Saturday, June 14, 2014

drag2share: How Three 20-Somethings Built Elite Daily, A Site With 40 Million Readers, With $60,000

source: http://feedproxy.google.com/~r/businessinsider/~3/QSvawqkLAmo/elite-daily-raises-15-million-and-has-40-million-uniques-2014-6

Elite Daily Office

Elite Daily, a news website with 55 employees and 40 million monthly uniques, just raised a $1.5 million convertible note (a type of debt) from Greycroft, Vast Ventures, Red Sea Ventures, SocialStarts, and angel investors.

The funding is the first outside capital the startup has ever raised.
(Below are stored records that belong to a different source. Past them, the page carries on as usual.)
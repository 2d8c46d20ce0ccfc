//! Read-only progress views derived from a document and the current time.
//!
//! `stress` is in `0..=1` and grows as time runs out on unfinished work.

use crate::model::{AppState, TaskId, TaskKind};
use crate::timekey::format_minutes;
use chrono::{DateTime, Datelike, Timelike, Utc};
use chrono_tz::Tz;
use std::fmt;

const MINUTES_PER_DAY: f64 = 24.0 * 60.0;
const MINUTES_PER_WEEK: f64 = 7.0 * MINUTES_PER_DAY;

/// Daily pressure starts rising at noon.
const DAILY_PRESSURE_START: f64 = 0.5;
/// Weekly pressure starts rising a little past mid-week.
const WEEK_END_PRESSURE_START: f64 = 0.55;

const BEHIND_THRESHOLD: f64 = 0.66;
const KEEP_PACE_THRESHOLD: f64 = 0.33;

fn clamp01(x: f64) -> f64 {
    if x.is_finite() { x.clamp(0.0, 1.0) } else { 0.0 }
}

/// Minutes since local midnight.
fn local_minutes(now: DateTime<Utc>, zone: Tz) -> f64 {
    let local = now.with_timezone(&zone);
    f64::from(local.hour() * 60 + local.minute())
}

/// Fraction of the local day elapsed.
pub fn day_progress(now: DateTime<Utc>, zone: Tz) -> f64 {
    clamp01(local_minutes(now, zone) / MINUTES_PER_DAY)
}

/// Zero before noon, rising linearly to 1 at midnight.
pub fn daily_pressure(day_progress: f64) -> f64 {
    clamp01((day_progress - DAILY_PRESSURE_START) / (1.0 - DAILY_PRESSURE_START))
}

/// Fraction of the local Monday-to-Sunday week elapsed.
pub fn week_elapsed(now: DateTime<Utc>, zone: Tz) -> f64 {
    let days_from_monday = now.with_timezone(&zone).weekday().num_days_from_monday();
    let minutes = f64::from(days_from_monday) * MINUTES_PER_DAY + local_minutes(now, zone);
    clamp01(minutes / MINUTES_PER_WEEK)
}

pub fn week_end_pressure(week_elapsed: f64) -> f64 {
    clamp01((week_elapsed - WEEK_END_PRESSURE_START) / (1.0 - WEEK_END_PRESSURE_START))
}

/// Weekly pace verdict.
#[derive(Debug, Clone, Copy, PartialEq, Eq)]
pub enum Pace {
    OnTrack,
    KeepPace,
    Behind,
}

impl Pace {
    pub fn from_stress(stress: f64) -> Self {
        if stress >= BEHIND_THRESHOLD {
            Self::Behind
        } else if stress >= KEEP_PACE_THRESHOLD {
            Self::KeepPace
        } else {
            Self::OnTrack
        }
    }

    pub fn label(self) -> &'static str {
        match self {
            Self::OnTrack => "On track.",
            Self::KeepPace => "Week is moving. Keep pace.",
            Self::Behind => "Behind schedule. Consider adding time soon.",
        }
    }
}

impl fmt::Display for Pace {
    fn fmt(&self, f: &mut fmt::Formatter<'_>) -> fmt::Result {
        f.write_str(self.label())
    }
}

#[derive(Debug, Clone, PartialEq)]
pub struct DailyRow {
    pub id: TaskId,
    pub title: String,
    pub done: bool,
    pub stress: f64,
}

impl DailyRow {
    pub fn subtitle(&self) -> &'static str {
        if self.done { "Done today" } else { "Not done yet" }
    }
}

#[derive(Debug, Clone, PartialEq)]
pub struct WeeklyRow {
    pub id: TaskId,
    pub title: String,
    pub spent_min: u32,
    pub target_min: u32,
    /// `spent / target`, clamped; zero when there is no target.
    pub progress: f64,
    /// Progress the week's elapsed time calls for.
    pub expected: f64,
    pub stress: f64,
    pub pace: Pace,
}

impl WeeklyRow {
    /// `1h 30m / 10h (15%)`.
    pub fn subtitle(&self) -> String {
        format!(
            "{} / {} ({}%)",
            format_minutes(self.spent_min),
            format_minutes(self.target_min),
            (self.progress * 100.0).round() as u32
        )
    }
}

/// Daily tasks, not-done first, original order otherwise.
pub fn daily_rows(state: &AppState, now: DateTime<Utc>, zone: Tz) -> Vec<DailyRow> {
    let pressure = daily_pressure(day_progress(now, zone));
    let mut rows: Vec<DailyRow> = state
        .tasks_of_kind(TaskKind::Daily)
        .map(|task| {
            let done = state.is_done_today(&task.id);
            DailyRow {
                id: task.id.clone(),
                title: task.title.clone(),
                done,
                stress: if done { 0.0 } else { pressure },
            }
        })
        .collect();
    rows.sort_by_key(|row| row.done);
    rows
}

/// Ordering key: least progress first. A zero target counts as finished
/// once any time is logged against it.
fn sort_progress(spent: u32, target: u32) -> f64 {
    match (spent, target) {
        (0, _) => 0.0,
        (_, 0) => f64::INFINITY,
        (s, t) => f64::from(s) / f64::from(t),
    }
}

/// Weekly tasks, least progress first.
pub fn weekly_rows(state: &AppState, now: DateTime<Utc>, zone: Tz) -> Vec<WeeklyRow> {
    let expected = week_elapsed(now, zone);
    let end_pressure = week_end_pressure(expected);

    let mut rows: Vec<(f64, WeeklyRow)> = state
        .tasks_of_kind(TaskKind::Weekly)
        .map(|task| {
            let spent = state.spent_min(&task.id);
            let target = state.target_min(&task.id);
            let progress = if target > 0 {
                clamp01(f64::from(spent) / f64::from(target))
            } else {
                0.0
            };
            let behind = clamp01(expected - progress);
            let stress = clamp01((end_pressure * 0.8).max(behind * 1.2));
            let row = WeeklyRow {
                id: task.id.clone(),
                title: task.title.clone(),
                spent_min: spent,
                target_min: target,
                progress,
                expected,
                stress,
                pace: Pace::from_stress(stress),
            };
            (sort_progress(spent, target), row)
        })
        .collect();
    rows.sort_by(|a, b| a.0.total_cmp(&b.0));
    rows.into_iter().map(|(_, row)| row).collect()
}
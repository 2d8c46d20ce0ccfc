//! Background sync scheduling.
//!
//! [`Deferred`] owns a single cancellable delayed callback (the save
//! debounce). [`SyncScheduler`] runs the periodic rollover and reload loop.

pub mod deferred;
pub mod runner;

pub use deferred::Deferred;
pub use runner::{SyncScheduler, SyncTrigger};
Three founders, who are all younger than 30, built a media property that rivals traffic of sites such as Upworthy, Wall Street Journal and even Business Insider in just two years on a bootstrapped budget.

While undergrads at Pace University, David Arabov, 23, and Jonathan Francis, 28, pooled together $60,000 with another friend, Gerard Adams. None of them had media or technology experience, but they had a lofty ambition to create The Huffington Post for millennials.

"We were supposed to go to law school, we took the LSATS and everything," CEO David Arabov told Business Insider in an interview. "But we didn't think traditional media had done a great job of creating content online, and newer publications were pretty niche."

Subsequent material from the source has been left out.